Movile’s PlayKids app secured rights to several popular children’s shows, including Caillou.
Movile’s PlayKids app secured rights to several popular children’s shows, including Caillou.
Image: Courtesy of Movile

Besides entertainment content, it offers a system for mobile payments for virtual goods and an HTML5 app store. In 2008, Movile merged with Yavox, and in 2010 it acquired Cyclelogic and became one of the largest mobile content aggregators in the region. (Movile, it should be noted, is not to be confused with Carlos Slim Helú’s telecommunications company América Móvil.)

Growth has been rapid. In 2008, Movile had 1.5 million monthly active users across its platforms. Today, 25 million monthly active users come into contact with its products, according to the company. Though Movile does not disclose sales figures, the company reports revenue has increased 40 times over in the same time period and since South African media conglomerate Naspers’s 2008 investment in Movile.

“What we are doing today is different than what we started at in beginning,” said Henrique. “What is the same is the vision that we would build a global company.”

Even within Latin America, Movile stands to substantially expand its user base. “The mobile content opportunity in Latin America is significant,” writes Enrique Velasco-Castillo, a mobile and telecoms analyst at the global market research company IHS, in an email. Velasco-Castillo cited IHS research predicting that there will be 240 million mobile smartphone subscriptions in Latin America by 2017.

The frontier to focus on is apps, said Movile’s Henrique. Movile has built apps in just about every area of interest, from health to entertainment and utilities.
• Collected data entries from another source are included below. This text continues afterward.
//! Operation records: a single sandboxed process invocation and the
//! statically-declared knowledge about it.

use std::fmt;
use std::path::PathBuf;

use crate::fs_state::FileId;

/// Identifier for an operation, unique within one graph. Always positive.
#[derive(Debug, Copy, Clone, Eq, PartialEq, Hash, PartialOrd, Ord)]
pub struct OperationId(pub u32);

impl fmt::Display for OperationId {
    fn fmt(&self, f: &mut fmt::Formatter<'_>) -> fmt::Result {
        write!(f, "{}", self.0)
    }
}

/// The exact command an operation runs. Two operations are considered the
/// same across regenerated graphs if and only if their commands are
/// field-wise equal; the reconciliation step relies on this.
#[derive(Debug, Clone, Eq, PartialEq, Hash)]
pub struct CommandInfo {
    pub working_directory: PathBuf,
    pub executable: PathBuf,
    pub arguments: String,
}

impl CommandInfo {
    pub fn new(
        working_directory: impl Into<PathBuf>,
        executable: impl Into<PathBuf>,
        arguments: impl Into<String>,
    ) -> CommandInfo {
        CommandInfo {
            working_directory: working_directory.into(),
            executable: executable.into(),
            arguments: arguments.into(),
        }
    }
}

/// A single operation in an operation graph.
///
/// `declared_inputs` and `declared_outputs` are the generator's static
/// sandbox hints; the observed sets recorded after execution live in the
/// paired result store. `children` are the operations that must run after
/// this one, and `dependency_count` is the number of parents, consumed by
/// the topological execution in the evaluator.
#[derive(Debug, Clone, PartialEq)]
pub struct OperationInfo {
    pub id: OperationId,
    pub title: String,
    pub command: CommandInfo,
    pub declared_inputs: Vec<FileId>,
    pub declared_outputs: Vec<FileId>,
    pub children: Vec<OperationId>,
    pub dependency_count: u32,
}

impl OperationInfo {
    /// A leaf operation with no declared files, children or parents.
    pub fn new(id: OperationId, title: impl Into<String>, command: CommandInfo) -> OperationInfo {
        OperationInfo {
            id,
            title: title.into(),
            command,
            declared_inputs: Vec::new(),
            declared_outputs: Vec::new(),
            children: Vec::new(),
            dependency_count: 0,
        }
    }
}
Two of its most popular are PlayKids TV and FreeZone, a wifi hotspot finder. “Four years ago, we started investing in the app market when it was new, and now it’s the reality of the company,” Henrique said.
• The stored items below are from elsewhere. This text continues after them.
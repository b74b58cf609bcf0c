//! Reader and writer for persisted path lists (`GenerateReadAccessList`,
//! `GenerateWriteAccessList`).
//!
//! Order is preserved and meaningful: the runner compares lists
//! order-sensitively, so a reordering invalidates the generate phase.

use std::path::{Path, PathBuf};

use super::{ensure_eof, open_versioned, persist_atomic, read_count, read_string, write_header, write_string, write_u32};
use crate::error::StateError;

const MAGIC: &[u8; 4] = b"SPTH";
const VERSION: u32 = 1;

/// Loads a path list. `Ok(None)` means the file does not exist.
pub fn try_load(path: &Path) -> Result<Option<Vec<PathBuf>>, StateError> {
    let mut reader = match open_versioned(path, MAGIC, VERSION)? {
        Some(reader) => reader,
        None => return Ok(None),
    };

    let count = read_count(&mut reader)?;
    let mut paths = Vec::with_capacity(count as usize);
    for _ in 0..count {
        paths.push(PathBuf::from(read_string(&mut reader)?));
    }

    ensure_eof(&mut reader)?;
    Ok(Some(paths))
}

/// Writes the list atomically.
pub fn save(path: &Path, paths: &[PathBuf]) -> Result<(), StateError> {
    let mut bytes = Vec::new();
    write_header(&mut bytes, MAGIC, VERSION);
    write_u32(&mut bytes, paths.len() as u32);
    for entry in paths {
        write_string(&mut bytes, &entry.to_string_lossy());
    }
    persist_atomic(path, &bytes)
}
Most of Movile’s apps are developed in-house, then refined through trial and error, Henrique says. PlayKids TV, for example, came about when the company launched a general video-streaming app that failed to attract and engage a significant number of users. But there was a silver lining—research showed that the children’s content was popular. So the company focused on children when developing its next app. PlayKids, notably, is a part of a concerted effort to tap into the preschool set not served by Netflix. “I don’t want to compete against Netflix on the sofa,” Henrique told Gigaom last month. “I want to compete in the car, on the plane, in the restaurant.”

Movile also has an eye out for promising startups, to expand its portfolio. In February of this year, for example, Movile invested in iFood, a Brazilian food delivery startup reminiscent of Seamless. Since the alliance with Movile, mobile orders have jumped from 7% to 50% and, in the first six months, total orders tripled, according to the company.
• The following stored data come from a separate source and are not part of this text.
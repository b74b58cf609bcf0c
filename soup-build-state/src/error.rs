use std::io;

use thiserror::Error;

/// Errors surfaced by the persistent state stores.
///
/// Absence of a state file is not an error: loaders return `Ok(None)` for a
/// missing file. `VersionMismatch` and `Corrupt` are recoverable from the
/// orchestrator's point of view (the prior state is discarded and the build
/// proceeds as a first build); `Io` is not.
#[derive(Debug, Error)]
pub enum StateError {
    /// The file carried an unknown magic or an unsupported format version.
    #[error("state file version mismatch (expected {expected}, found {found})")]
    VersionMismatch { expected: u32, found: u32 },

    /// The file had the right header but an invalid shape.
    #[error("corrupt state file: {0}")]
    Corrupt(String),

    #[error(transparent)]
    Io(#[from] io::Error),
}

impl StateError {
    /// Whether a caller may treat the load as "no prior state" and proceed.
    pub fn is_recoverable(&self) -> bool {
        match self {
            StateError::VersionMismatch { .. } | StateError::Corrupt(_) => true,
            StateError::Io(_) => false,
        }
    }

    pub(crate) fn corrupt(message: impl Into<String>) -> StateError {
        StateError::Corrupt(message.into())
    }
}
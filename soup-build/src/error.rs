use std::io;
use std::path::PathBuf;

use thiserror::Error;

use soup_build_state::StateError;

use crate::packages::{PackageGraphId, PackageId};

/// Errors surfaced by the build runner and the evaluate engine.
///
/// `BuildFailed` and `Cancelled` leave partial results persisted; callers
/// must not assume any state was rolled back. Corrupt persisted state never
/// reaches this enum; the runner discards it and proceeds as a first
/// build. A `State` error here is therefore always fatal (I/O while
/// persisting, or a corrupt graph freshly produced by a generator).
#[derive(Debug, Error)]
pub enum BuildError {
    /// An operation exited non-zero or violated its sandbox.
    #[error("build failed")]
    BuildFailed,

    /// Generate ran but did not produce the expected evaluate graph.
    #[error("missing required evaluate operation graph after generate: {}", .0.display())]
    MissingEvaluateGraph(PathBuf),

    /// The runner consulted the build cache for a package that has not been
    /// built yet. The resolver hands the runner a complete graph, so this
    /// is a programmer error.
    #[error("dependency does not exist in build cache: {}", .0.display())]
    DependencyNotBuilt(PathBuf),

    /// A package depends on itself through some chain of references.
    #[error("circular package reference: {0}")]
    CircularDependency(String),

    /// Caller-requested cancellation; dispatching stopped at a dequeue.
    #[error("build cancelled")]
    Cancelled,

    #[error("package graph id {0} not found in lookup")]
    PackageGraphNotFound(PackageGraphId),

    #[error("package id {0} not found in lookup")]
    PackageNotFound(PackageId),

    #[error(transparent)]
    State(#[from] StateError),

    #[error(transparent)]
    Io(#[from] io::Error),
}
Image for article titled This Brazilian mobile firm’s user base grew 1,567% in five years
Image: Courtesy of Movile

Movile hopes to use its reach, connections and knowledge to cultivate and nurture the Latin American startup scene, Henrique says. Its app store, Zeewe, for example, provides a marketplace for developers to sell their HTML5-based apps.

He describes Movile as “the best company to develop partnerships in mobile in Latin America. We can help startups from other regions come to Latin America, and we also can help Latin American startups to go global and grow globally.”

Few other companies cover the range of products and services that Movile offers, though Henrique mentioned the Beijing-based mobile company GO Launcher, which is Android-based, as one. But as Movile continues to expand, geographically and into different sectors of mobile technology, it could find itself up against some formidable global challengers, including Apple and Google.

“Device manufacturers, wireless operators, and mobile platform providers will each compete to offer a total mobile user experience,” says Abel Nevarez, a mobile and telecom research analyst at IHS. ”The future of mobile content will see a blurring of lines among mobile ecosystem players.”